Draycott looked away, ashamed.

“Tell me where it began,” Ryan persisted.

“Eighteen months ago, I was the passenger in a road traffic accident. Nothing serious, except it jarred my back. In my profession, I’m constantly required to lean over patients and the pain was agonising. I went through all the usual treatment and was prescribed codeine. As you may be aware, it contains morphine, which is highly addictive.”

He let out a short, self-deprecating laugh.

“I, of all people, know its properties. I knew the dangers of becoming reliant on the pain relief but…it helped. When the prescription ended, I started topping it up with a couple of pills here and there. We keep a box of medicines available in the department to give to patients,” he explained. “Nobody noticed a box or two going missing, but I needed more.”

“So, you found more.”

Draycott nodded, resigning himself to professional ruin.

“But I didn’t realise there was already a drugs ring in operation. I swear it,” he said, with apparent sincerity. “I didn’t know it was already established and it came as quite a shock. But…addiction can change a person.”

Ryan looked at him for long seconds.

“I understand that addiction is debilitating but people are placing their lives in your hands every time they pass through the door. I can’t let that continue, much as I admire the work you may have done in the past. Your inaction has enabled unscrupulous people to peddle drugs to vulnerable people and God knows who else. It may turn out that it has enabled a murderer to access the tools of his trade.” Ryan’s face was hard as granite and just as unyielding. “I want every member of the Emergency Medicine Department to submit to a drugs test. I want every locker searched. Do we have your permission?”

Draycott nodded, feeling his life slip away like sand through his fingers.

“Good. Phillips? Get a team together and let’s make a start. Draycott? You’re with me. I want your staff to see that this is coming from their leader, such as he is.”

*

He stared at the front page of the broadsheet newspaper, reading and then re-reading the headline until the lettering became illegible to his addled mind.



HACKER’S KILLING SPREE CONTINUES



Very slowly, very deliberately, he set the newspaper down.

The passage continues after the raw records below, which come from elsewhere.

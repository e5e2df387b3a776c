use serde::Serialize;
use serde_json::{json, Value};
use thiserror::Error;

/// One participant whose existing meeting overlaps a proposed slot.
#[derive(Debug, Clone, PartialEq, Serialize)]
pub struct ConflictDetail {
    pub participant: i64,
    pub conflicting_meeting: String,
    pub conflict_time: String,
}

/// Errors a tool reports back to its caller.
///
/// These are returned inline as `{"error": ...}` objects, never as protocol
/// failures.
#[derive(Debug, Error)]
pub enum ToolError {
    #[error("{0}")]
    InvalidArgument(String),

    #[error("{0}")]
    NotFound(String),

    #[error("Scheduling conflicts detected")]
    Conflict(Vec<ConflictDetail>),

    #[error("{0}")]
    Storage(String),

    #[error("Internal error: {0}")]
    Internal(String),
}

pub type ToolResult<T> = Result<T, ToolError>;

impl ToolError {
    pub fn invalid(msg: impl Into<String>) -> Self {
        ToolError::InvalidArgument(msg.into())
    }

    pub fn not_found(msg: impl Into<String>) -> Self {
        ToolError::NotFound(msg.into())
    }

    /// Render the inline error object handed back to the caller.
    pub fn to_payload(&self) -> Value {
        match self {
            ToolError::Conflict(conflicts) => json!({
                "error": self.to_string(),
                "conflicts": conflicts,
            }),
            _ => json!({ "error": self.to_string() }),
        }
    }
}

#[cfg(test)]
mod tests {
    use super::*;

    #[test]
    fn test_plain_payload() {
        let err = ToolError::not_found("Meeting M009 not found");
        assert_eq!(err.to_payload(), json!({"error": "Meeting M009 not found"}));
    }

    #[test]
    fn test_conflict_payload_carries_details() {
        let err = ToolError::Conflict(vec![ConflictDetail {
            participant: 2,
            conflicting_meeting: "Standup".to_string(),
            conflict_time: "2025-10-01T09:00:00Z".to_string(),
        }]);
        let payload = err.to_payload();
        assert_eq!(payload["error"], "Scheduling conflicts detected");
        assert_eq!(payload["conflicts"][0]["participant"], 2);
        assert_eq!(payload["conflicts"][0]["conflicting_meeting"], "Standup");
    }
}
//! Tool-calling server over stdio.
//!
//! Exposes one [`ToolRegistry`] through the rmcp `ServerHandler`. Tool
//! failures come back as results flagged `is_error` carrying the inline
//! error object. stdout carries frames only, so logging goes to stderr.

use rmcp::model::{
    CallToolRequestParam, CallToolResult, Implementation, JsonObject, ListToolsResult,
    PaginatedRequestParam, ServerCapabilities, ServerInfo,
};
use rmcp::service::{RequestContext, RoleServer};
use rmcp::{ErrorData as McpError, ServerHandler};
use serde_json::Value;

use crate::tools::ToolRegistry;

/// Serves one tool registry to a connected client.
pub struct Server {
    name: String,
    registry: ToolRegistry,
}

impl Server {
    pub fn new(name: impl Into<String>, registry: ToolRegistry) -> Self {
        Self {
            name: name.into(),
            registry,
        }
    }

    /// Run a tool by name and wrap the outcome as a call result.
    pub async fn dispatch(&self, name: &str, arguments: Option<JsonObject>) -> CallToolResult {
        let arguments = arguments.map(Value::Object).unwrap_or(Value::Null);
        match self.registry.call(name, arguments).await {
            Ok(output) => CallToolResult::structured(output),
            Err(e) => {
                log::info!("Server: {} failed: {}", name, e);
                CallToolResult::structured_error(e.to_payload())
            }
        }
    }
}

impl ServerHandler for Server {
    fn get_info(&self) -> ServerInfo {
        ServerInfo {
            capabilities: ServerCapabilities::builder().enable_tools().build(),
            server_info: Implementation {
                name: self.name.clone(),
                version: env!("CARGO_PKG_VERSION").to_string(),
                ..Implementation::from_build_env()
            },
            ..Default::default()
        }
    }

    async fn list_tools(
        &self,
        _request: Option<PaginatedRequestParam>,
        _context: RequestContext<RoleServer>,
    ) -> Result<ListToolsResult, McpError> {
        Ok(ListToolsResult::with_all_items(self.registry.list()))
    }

    async fn call_tool(
        &self,
        request: CallToolRequestParam,
        _context: RequestContext<RoleServer>,
    ) -> Result<CallToolResult, McpError> {
        log::debug!("Server: tools/call {}", request.name);
        Ok(self.dispatch(&request.name, request.arguments).await)
    }
}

His anger was so strong it took several minutes to bring himself under control again.

Hacker?

They dared to call him The Hacker?

It was such an insult to his sensibilities, he was almost reduced to tears. After all his careful work, all his planning and skill, that was the best they could come up with? It reduced him to little more than a butcher, some bumbling moron with a meat cleaver and not a man of refined taste and judgment, a giver and taker of life.

He spent several more minutes imagining the many and varied ways in which he would punish the person responsible. There would be no pain relief; oh, no. He would take them quickly and silently to a place where nobody would hear their screams and he would kill them slowly, removing their bowels and tearing them limb from limb, like in the old days. If it was good enough for ancient kings, it was good enough for him.

Afterwards, he felt better, the red mist having dissipated enough to allow him to think clearly again.

He decided he should be flattered, really. All the best killers had a title, something designed to strike fear into the masses. Hadn’t he always longed to be feared and revered, after so long living in the shadows?

His spirits lifted immeasurably at the prospect.





CHAPTER 26


Ryan had to admit that Draycott put on a good show.

When they returned to the hospital together, there was no outward sign of his earlier remorse or any indication that he was anything other than in complete control of himself and his department. He seemed to take on a cloak of invincibility within the confines of the hospital and they watched the staff defer to him like sheep to their shepherd.

Records were seized, the pharmacist was taken in for questioning and the staff locker room was held under guard as each locker was searched for signs of unauthorised substances or material evidence. Everything was done by the book, with representatives from the Drugs Squad in attendance.